**Records for processing**
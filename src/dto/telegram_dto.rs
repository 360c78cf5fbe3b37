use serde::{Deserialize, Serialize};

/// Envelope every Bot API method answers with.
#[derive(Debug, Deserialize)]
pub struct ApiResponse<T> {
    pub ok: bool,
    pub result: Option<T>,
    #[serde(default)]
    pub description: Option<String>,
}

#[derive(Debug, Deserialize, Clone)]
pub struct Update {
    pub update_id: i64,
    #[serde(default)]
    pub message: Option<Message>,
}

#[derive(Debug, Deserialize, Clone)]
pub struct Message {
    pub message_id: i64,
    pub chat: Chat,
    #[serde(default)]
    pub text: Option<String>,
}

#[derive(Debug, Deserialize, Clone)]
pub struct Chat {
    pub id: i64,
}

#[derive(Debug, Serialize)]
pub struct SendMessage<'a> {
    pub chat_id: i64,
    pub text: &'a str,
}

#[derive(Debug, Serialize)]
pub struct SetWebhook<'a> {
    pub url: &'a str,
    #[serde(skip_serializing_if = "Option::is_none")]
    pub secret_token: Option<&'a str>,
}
==
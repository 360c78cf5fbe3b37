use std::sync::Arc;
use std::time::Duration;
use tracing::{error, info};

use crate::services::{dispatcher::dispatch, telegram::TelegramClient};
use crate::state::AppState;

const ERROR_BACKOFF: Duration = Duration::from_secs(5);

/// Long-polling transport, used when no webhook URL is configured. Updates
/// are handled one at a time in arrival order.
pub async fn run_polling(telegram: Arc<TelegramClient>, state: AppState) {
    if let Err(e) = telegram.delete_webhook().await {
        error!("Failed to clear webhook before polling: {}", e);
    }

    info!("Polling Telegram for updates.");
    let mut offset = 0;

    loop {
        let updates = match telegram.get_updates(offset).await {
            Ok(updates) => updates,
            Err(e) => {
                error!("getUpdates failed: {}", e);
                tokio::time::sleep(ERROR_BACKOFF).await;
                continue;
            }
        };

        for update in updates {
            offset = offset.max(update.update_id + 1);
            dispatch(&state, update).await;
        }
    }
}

**Task brief**
Within the material above, extract exactly the lines that start at the line containing "use crate::state::AppState;" and stop after the line containing "if let Err(e)", and only those.

**Task answer**
use crate::state::AppState;

const ERROR_BACKOFF: Duration = Duration::from_secs(5);

/// Long-polling transport, used when no webhook URL is configured. Updates
/// are handled one at a time in arrival order.
pub async fn run_polling(telegram: Arc<TelegramClient>, state: AppState) {
    if let Err(e) = telegram.delete_webhook().await {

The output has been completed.